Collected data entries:
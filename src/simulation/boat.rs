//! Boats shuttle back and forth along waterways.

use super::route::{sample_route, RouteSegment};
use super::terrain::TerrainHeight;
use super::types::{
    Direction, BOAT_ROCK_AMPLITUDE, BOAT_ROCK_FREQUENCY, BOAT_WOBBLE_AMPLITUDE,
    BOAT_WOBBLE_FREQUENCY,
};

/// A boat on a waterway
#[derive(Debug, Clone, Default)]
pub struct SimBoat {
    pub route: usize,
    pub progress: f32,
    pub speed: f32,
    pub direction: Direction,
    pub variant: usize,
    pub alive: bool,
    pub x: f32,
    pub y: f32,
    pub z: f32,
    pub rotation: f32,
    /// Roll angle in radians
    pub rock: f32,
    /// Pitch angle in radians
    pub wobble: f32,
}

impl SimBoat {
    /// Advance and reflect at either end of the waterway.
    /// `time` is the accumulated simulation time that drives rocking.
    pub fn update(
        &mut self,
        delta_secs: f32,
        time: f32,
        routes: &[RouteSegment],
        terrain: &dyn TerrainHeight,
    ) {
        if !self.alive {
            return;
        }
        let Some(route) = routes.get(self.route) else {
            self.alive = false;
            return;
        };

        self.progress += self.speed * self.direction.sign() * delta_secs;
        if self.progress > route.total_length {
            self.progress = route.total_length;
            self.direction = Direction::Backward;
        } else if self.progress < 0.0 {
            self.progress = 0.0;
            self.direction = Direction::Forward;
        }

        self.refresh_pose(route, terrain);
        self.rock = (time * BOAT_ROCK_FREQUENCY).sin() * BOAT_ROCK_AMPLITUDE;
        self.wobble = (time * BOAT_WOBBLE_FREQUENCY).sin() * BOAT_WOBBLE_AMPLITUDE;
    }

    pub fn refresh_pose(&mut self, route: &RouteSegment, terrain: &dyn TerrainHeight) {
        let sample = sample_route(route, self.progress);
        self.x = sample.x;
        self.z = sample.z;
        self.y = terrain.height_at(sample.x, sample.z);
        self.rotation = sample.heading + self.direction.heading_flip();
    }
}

- TASK TO COMPLETE
Exactly as they appear, restate all of the entries.

- RESULT OF THE EXERCISE
filename src/simulation/boat.rs
//! Boats shuttle back and forth along waterways.

use super::route::{sample_route, RouteSegment};
use super::terrain::TerrainHeight;
use super::types::{
    Direction, BOAT_ROCK_AMPLITUDE, BOAT_ROCK_FREQUENCY, BOAT_WOBBLE_AMPLITUDE,
    BOAT_WOBBLE_FREQUENCY,
};

/// A boat on a waterway
#[derive(Debug, Clone, Default)]
pub struct SimBoat {
    pub route: usize,
    pub progress: f32,
    pub speed: f32,
    pub direction: Direction,
    pub variant: usize,
    pub alive: bool,
    pub x: f32,
    pub y: f32,
    pub z: f32,
    pub rotation: f32,
    /// Roll angle in radians
    pub rock: f32,
    /// Pitch angle in radians
    pub wobble: f32,
}

impl SimBoat {
    /// Advance and reflect at either end of the waterway.
    /// `time` is the accumulated simulation time that drives rocking.
    pub fn update(
        &mut self,
        delta_secs: f32,
        time: f32,
        routes: &[RouteSegment],
        terrain: &dyn TerrainHeight,
    ) {
        if !self.alive {
            return;
        }
        let Some(route) = routes.get(self.route) else {
            self.alive = false;
            return;
        };

        self.progress += self.speed * self.direction.sign() * delta_secs;
        if self.progress > route.total_length {
            self.progress = route.total_length;
            self.direction = Direction::Backward;
        } else if self.progress < 0.0 {
            self.progress = 0.0;
            self.direction = Direction::Forward;
        }

        self.refresh_pose(route, terrain);
        self.rock = (time * BOAT_ROCK_FREQUENCY).sin() * BOAT_ROCK_AMPLITUDE;
        self.wobble = (time * BOAT_WOBBLE_FREQUENCY).sin() * BOAT_WOBBLE_AMPLITUDE;
    }

    pub fn refresh_pose(&mut self, route: &RouteSegment, terrain: &dyn TerrainHeight) {
        let sample = sample_route(route, self.progress);
        self.x = sample.x;
        self.z = sample.z;
        self.y = terrain.height_at(sample.x, sample.z);
        self.rotation = sample.heading + self.direction.heading_flip();
    }
}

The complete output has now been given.